-------- Study material --------

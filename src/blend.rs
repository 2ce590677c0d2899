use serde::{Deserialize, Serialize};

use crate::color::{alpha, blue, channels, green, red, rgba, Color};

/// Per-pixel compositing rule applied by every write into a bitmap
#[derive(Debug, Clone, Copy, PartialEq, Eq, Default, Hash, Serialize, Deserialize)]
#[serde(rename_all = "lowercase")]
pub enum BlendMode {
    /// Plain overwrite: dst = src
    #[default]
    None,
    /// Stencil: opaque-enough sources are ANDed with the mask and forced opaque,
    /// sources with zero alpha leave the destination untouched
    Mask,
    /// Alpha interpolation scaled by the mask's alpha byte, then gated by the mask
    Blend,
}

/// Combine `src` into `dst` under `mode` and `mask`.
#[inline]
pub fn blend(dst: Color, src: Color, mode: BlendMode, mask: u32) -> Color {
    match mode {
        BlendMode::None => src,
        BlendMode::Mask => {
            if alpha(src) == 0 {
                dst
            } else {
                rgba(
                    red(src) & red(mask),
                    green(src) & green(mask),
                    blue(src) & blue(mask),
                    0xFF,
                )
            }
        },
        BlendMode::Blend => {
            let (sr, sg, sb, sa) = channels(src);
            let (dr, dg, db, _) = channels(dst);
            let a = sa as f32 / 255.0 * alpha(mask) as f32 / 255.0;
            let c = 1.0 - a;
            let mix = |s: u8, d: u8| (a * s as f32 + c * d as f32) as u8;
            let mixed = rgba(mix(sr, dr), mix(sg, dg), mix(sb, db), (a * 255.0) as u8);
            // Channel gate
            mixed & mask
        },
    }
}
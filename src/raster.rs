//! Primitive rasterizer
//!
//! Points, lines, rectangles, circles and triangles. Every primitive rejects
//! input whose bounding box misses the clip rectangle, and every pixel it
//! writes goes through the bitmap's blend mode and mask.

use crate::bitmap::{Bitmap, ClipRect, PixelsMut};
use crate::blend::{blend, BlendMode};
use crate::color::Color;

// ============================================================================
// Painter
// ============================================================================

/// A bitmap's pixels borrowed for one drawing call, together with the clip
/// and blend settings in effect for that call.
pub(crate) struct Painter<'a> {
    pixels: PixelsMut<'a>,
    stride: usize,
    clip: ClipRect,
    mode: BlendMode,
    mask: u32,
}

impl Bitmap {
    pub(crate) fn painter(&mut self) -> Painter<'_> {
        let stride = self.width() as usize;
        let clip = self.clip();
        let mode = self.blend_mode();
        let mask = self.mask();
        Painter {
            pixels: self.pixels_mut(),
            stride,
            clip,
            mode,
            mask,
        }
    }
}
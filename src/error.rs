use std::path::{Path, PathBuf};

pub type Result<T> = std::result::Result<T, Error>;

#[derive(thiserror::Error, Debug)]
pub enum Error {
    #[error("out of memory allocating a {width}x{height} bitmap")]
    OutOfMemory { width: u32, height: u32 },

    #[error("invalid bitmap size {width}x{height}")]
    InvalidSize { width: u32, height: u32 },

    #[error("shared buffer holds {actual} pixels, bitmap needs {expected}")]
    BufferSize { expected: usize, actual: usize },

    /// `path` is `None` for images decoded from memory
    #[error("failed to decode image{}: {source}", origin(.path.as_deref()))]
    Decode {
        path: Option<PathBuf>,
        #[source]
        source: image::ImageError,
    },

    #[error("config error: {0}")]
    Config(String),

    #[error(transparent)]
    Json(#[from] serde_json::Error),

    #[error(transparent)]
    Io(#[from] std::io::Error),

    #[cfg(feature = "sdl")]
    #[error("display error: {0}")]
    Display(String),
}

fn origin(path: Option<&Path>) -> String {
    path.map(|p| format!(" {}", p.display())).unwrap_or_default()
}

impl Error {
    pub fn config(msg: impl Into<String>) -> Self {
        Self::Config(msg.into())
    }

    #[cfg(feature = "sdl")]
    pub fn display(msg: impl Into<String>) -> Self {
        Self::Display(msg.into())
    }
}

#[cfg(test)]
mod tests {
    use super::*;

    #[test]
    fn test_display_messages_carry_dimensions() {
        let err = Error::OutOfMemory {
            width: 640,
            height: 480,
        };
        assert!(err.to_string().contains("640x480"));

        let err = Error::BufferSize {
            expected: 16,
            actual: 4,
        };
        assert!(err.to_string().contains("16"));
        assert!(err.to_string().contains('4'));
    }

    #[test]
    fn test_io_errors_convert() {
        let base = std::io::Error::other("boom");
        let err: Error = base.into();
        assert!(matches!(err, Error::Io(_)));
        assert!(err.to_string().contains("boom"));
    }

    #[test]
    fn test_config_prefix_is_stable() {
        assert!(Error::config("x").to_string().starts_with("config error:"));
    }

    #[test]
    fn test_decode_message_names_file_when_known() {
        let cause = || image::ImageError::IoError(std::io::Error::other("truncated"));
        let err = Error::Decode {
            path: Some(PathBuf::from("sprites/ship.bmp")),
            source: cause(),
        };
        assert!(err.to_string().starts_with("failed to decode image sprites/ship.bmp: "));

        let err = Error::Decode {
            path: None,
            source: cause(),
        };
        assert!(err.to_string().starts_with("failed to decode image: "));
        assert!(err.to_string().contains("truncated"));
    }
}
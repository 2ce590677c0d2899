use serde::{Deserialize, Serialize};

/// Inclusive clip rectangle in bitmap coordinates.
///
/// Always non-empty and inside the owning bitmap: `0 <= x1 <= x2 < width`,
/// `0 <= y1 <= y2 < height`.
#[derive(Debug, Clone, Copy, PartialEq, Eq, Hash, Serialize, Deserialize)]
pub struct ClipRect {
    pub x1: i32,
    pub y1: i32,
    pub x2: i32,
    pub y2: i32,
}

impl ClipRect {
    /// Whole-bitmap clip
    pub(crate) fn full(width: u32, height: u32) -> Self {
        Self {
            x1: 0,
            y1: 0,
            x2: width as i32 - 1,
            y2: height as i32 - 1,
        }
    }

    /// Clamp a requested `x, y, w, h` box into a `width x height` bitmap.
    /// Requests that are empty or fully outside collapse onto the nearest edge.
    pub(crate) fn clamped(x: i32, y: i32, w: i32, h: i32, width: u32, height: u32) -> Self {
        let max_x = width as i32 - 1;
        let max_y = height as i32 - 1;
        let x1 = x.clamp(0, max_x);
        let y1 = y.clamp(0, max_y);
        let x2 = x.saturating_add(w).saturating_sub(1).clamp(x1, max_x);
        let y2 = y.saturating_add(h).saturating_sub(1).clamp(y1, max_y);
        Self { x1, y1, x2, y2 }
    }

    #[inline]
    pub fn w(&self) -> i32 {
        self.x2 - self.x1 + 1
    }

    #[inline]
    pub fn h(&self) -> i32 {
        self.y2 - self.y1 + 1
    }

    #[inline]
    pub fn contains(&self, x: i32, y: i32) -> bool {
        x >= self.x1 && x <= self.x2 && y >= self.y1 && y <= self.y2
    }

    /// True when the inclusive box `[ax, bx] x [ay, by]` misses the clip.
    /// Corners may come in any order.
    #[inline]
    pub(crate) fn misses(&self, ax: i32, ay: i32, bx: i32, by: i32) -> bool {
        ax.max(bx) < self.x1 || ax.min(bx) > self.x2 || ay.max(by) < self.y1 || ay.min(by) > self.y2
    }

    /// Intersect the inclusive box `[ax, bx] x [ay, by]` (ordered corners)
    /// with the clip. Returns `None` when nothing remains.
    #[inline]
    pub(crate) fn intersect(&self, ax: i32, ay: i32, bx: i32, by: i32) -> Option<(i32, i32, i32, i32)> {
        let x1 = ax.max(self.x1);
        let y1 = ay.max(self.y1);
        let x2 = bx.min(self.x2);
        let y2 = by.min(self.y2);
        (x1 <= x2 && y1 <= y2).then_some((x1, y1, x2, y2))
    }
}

--------

Instructions for the task:
The entries above are to be output exactly as they appear.

Response area:
filename src/blend.rs
repository 2ce590677c0d2899
use serde::{Deserialize, Serialize};

use crate::color::{alpha, blue, channels, green, red, rgba, Color};

/// Per-pixel compositing rule applied by every write into a bitmap
#[derive(Debug, Clone, Copy, PartialEq, Eq, Default, Hash, Serialize, Deserialize)]
#[serde(rename_all = "lowercase")]
pub enum BlendMode {
    /// Plain overwrite: dst = src
    #[default]
    None,
    /// Stencil: opaque-enough sources are ANDed with the mask and forced opaque,
    /// sources with zero alpha leave the destination untouched
    Mask,
    /// Alpha interpolation scaled by the mask's alpha byte, then gated by the mask
    Blend,
}

/// Combine `src` into `dst` under `mode` and `mask`.
#[inline]
pub fn blend(dst: Color, src: Color, mode: BlendMode, mask: u32) -> Color {
    match mode {
        BlendMode::None => src,
        BlendMode::Mask => {
            if alpha(src) == 0 {
                dst
            } else {
                rgba(
                    red(src) & red(mask),
                    green(src) & green(mask),
                    blue(src) & blue(mask),
                    0xFF,
                )
            }
        },
        BlendMode::Blend => {
            let (sr, sg, sb, sa) = channels(src);
            let (dr, dg, db, _) = channels(dst);
            let a = sa as f32 / 255.0 * alpha(mask) as f32 / 255.0;
            let c = 1.0 - a;
            let mix = |s: u8, d: u8| (a * s as f32 + c * d as f32) as u8;
            let mixed = rgba(mix(sr, dr), mix(sg, dg), mix(sb, db), (a * 255.0) as u8);
            // Channel gate
            mixed & mask
        },
    }
}
filename src/raster.rs
//! Primitive rasterizer
//!
//! Points, lines, rectangles, circles and triangles. Every primitive rejects
//! input whose bounding box misses the clip rectangle, and every pixel it
//! writes goes through the bitmap's blend mode and mask.

use crate::bitmap::{Bitmap, ClipRect, PixelsMut};
use crate::blend::{blend, BlendMode};
use crate::color::Color;

// ============================================================================
// Painter
// ============================================================================

/// A bitmap's pixels borrowed for one drawing call, together with the clip
/// and blend settings in effect for that call.
pub(crate) struct Painter<'a> {
    pixels: PixelsMut<'a>,
    stride: usize,
    clip: ClipRect,
    mode: BlendMode,
    mask: u32,
}

impl Bitmap {
    pub(crate) fn painter(&mut self) -> Painter<'_> {
        let stride = self.width() as usize;
        let clip = self.clip();
        let mode = self.blend_mode();
        let mask = self.mask();
        Painter {
            pixels: self.pixels_mut(),
            stride,
            clip,
            mode,
            mask,
        }
    }
}
filename src/error.rs
use std::path::{Path, PathBuf};

pub type Result<T> = std::result::Result<T, Error>;

#[derive(thiserror::Error, Debug)]
pub enum Error {
    #[error("out of memory allocating a {width}x{height} bitmap")]
    OutOfMemory { width: u32, height: u32 },

    #[error("invalid bitmap size {width}x{height}")]
    InvalidSize { width: u32, height: u32 },

    #[error("shared buffer holds {actual} pixels, bitmap needs {expected}")]
    BufferSize { expected: usize, actual: usize },

    /// `path` is `None` for images decoded from memory
    #[error("failed to decode image{}: {source}", origin(.path.as_deref()))]
    Decode {
        path: Option<PathBuf>,
        #[source]
        source: image::ImageError,
    },

    #[error("config error: {0}")]
    Config(String),

    #[error(transparent)]
    Json(#[from] serde_json::Error),

    #[error(transparent)]
    Io(#[from] std::io::Error),

    #[cfg(feature = "sdl")]
    #[error("display error: {0}")]
    Display(String),
}

fn origin(path: Option<&Path>) -> String {
    path.map(|p| format!(" {}", p.display())).unwrap_or_default()
}

impl Error {
    pub fn config(msg: impl Into<String>) -> Self {
        Self::Config(msg.into())
    }

    #[cfg(feature = "sdl")]
    pub fn display(msg: impl Into<String>) -> Self {
        Self::Display(msg.into())
    }
}

#[cfg(test)]
mod tests {
    use super::*;

    #[test]
    fn test_display_messages_carry_dimensions() {
        let err = Error::OutOfMemory {
            width: 640,
            height: 480,
        };
        assert!(err.to_string().contains("640x480"));

        let err = Error::BufferSize {
            expected: 16,
            actual: 4,
        };
        assert!(err.to_string().contains("16"));
        assert!(err.to_string().contains('4'));
    }

    #[test]
    fn test_io_errors_convert() {
        let base = std::io::Error::other("boom");
        let err: Error = base.into();
        assert!(matches!(err, Error::Io(_)));
        assert!(err.to_string().contains("boom"));
    }

    #[test]
    fn test_config_prefix_is_stable() {
        assert!(Error::config("x").to_string().starts_with("config error:"));
    }

    #[test]
    fn test_decode_message_names_file_when_known() {
        let cause = || image::ImageError::IoError(std::io::Error::other("truncated"));
        let err = Error::Decode {
            path: Some(PathBuf::from("sprites/ship.bmp")),
            source: cause(),
        };
        assert!(err.to_string().starts_with("failed to decode image sprites/ship.bmp: "));

        let err = Error::Decode {
            path: None,
            source: cause(),
        };
        assert!(err.to_string().starts_with("failed to decode image: "));
        assert!(err.to_string().contains("truncated"));
    }
}
repository 2ce590677c0d2899
use serde::{Deserialize, Serialize};

/// Inclusive clip rectangle in bitmap coordinates.
///
/// Always non-empty and inside the owning bitmap: `0 <= x1 <= x2 < width`,
/// `0 <= y1 <= y2 < height`.
#[derive(Debug, Clone, Copy, PartialEq, Eq, Hash, Serialize, Deserialize)]
pub struct ClipRect {
    pub x1: i32,
    pub y1: i32,
    pub x2: i32,
    pub y2: i32,
}

impl ClipRect {
    /// Whole-bitmap clip
    pub(crate) fn full(width: u32, height: u32) -> Self {
        Self {
            x1: 0,
            y1: 0,
            x2: width as i32 - 1,
            y2: height as i32 - 1,
        }
    }

    /// Clamp a requested `x, y, w, h` box into a `width x height` bitmap.
    /// Requests that are empty or fully outside collapse onto the nearest edge.
    pub(crate) fn clamped(x: i32, y: i32, w: i32, h: i32, width: u32, height: u32) -> Self {
        let max_x = width as i32 - 1;
        let max_y = height as i32 - 1;
        let x1 = x.clamp(0, max_x);
        let y1 = y.clamp(0, max_y);
        let x2 = x.saturating_add(w).saturating_sub(1).clamp(x1, max_x);
        let y2 = y.saturating_add(h).saturating_sub(1).clamp(y1, max_y);
        Self { x1, y1, x2, y2 }
    }

    #[inline]
    pub fn w(&self) -> i32 {
        self.x2 - self.x1 + 1
    }

    #[inline]
    pub fn h(&self) -> i32 {
        self.y2 - self.y1 + 1
    }

    #[inline]
    pub fn contains(&self, x: i32, y: i32) -> bool {
        x >= self.x1 && x <= self.x2 && y >= self.y1 && y <= self.y2
    }

    /// True when the inclusive box `[ax, bx] x [ay, by]` misses the clip.
    /// Corners may come in any order.
    #[inline]
    pub(crate) fn misses(&self, ax: i32, ay: i32, bx: i32, by: i32) -> bool {
        ax.max(bx) < self.x1 || ax.min(bx) > self.x2 || ay.max(by) < self.y1 || ay.min(by) > self.y2
    }

    /// Intersect the inclusive box `[ax, bx] x [ay, by]` (ordered corners)
    /// with the clip. Returns `None` when nothing remains.
    #[inline]
    pub(crate) fn intersect(&self, ax: i32, ay: i32, bx: i32, by: i32) -> Option<(i32, i32, i32, i32)> {
        let x1 = ax.max(self.x1);
        let y1 = ay.max(self.y1);
        let x2 = bx.min(self.x2);
        let y2 = by.min(self.y2);
        (x1 <= x2 && y1 <= y2).then_some((x1, y1, x2, y2))
    }
}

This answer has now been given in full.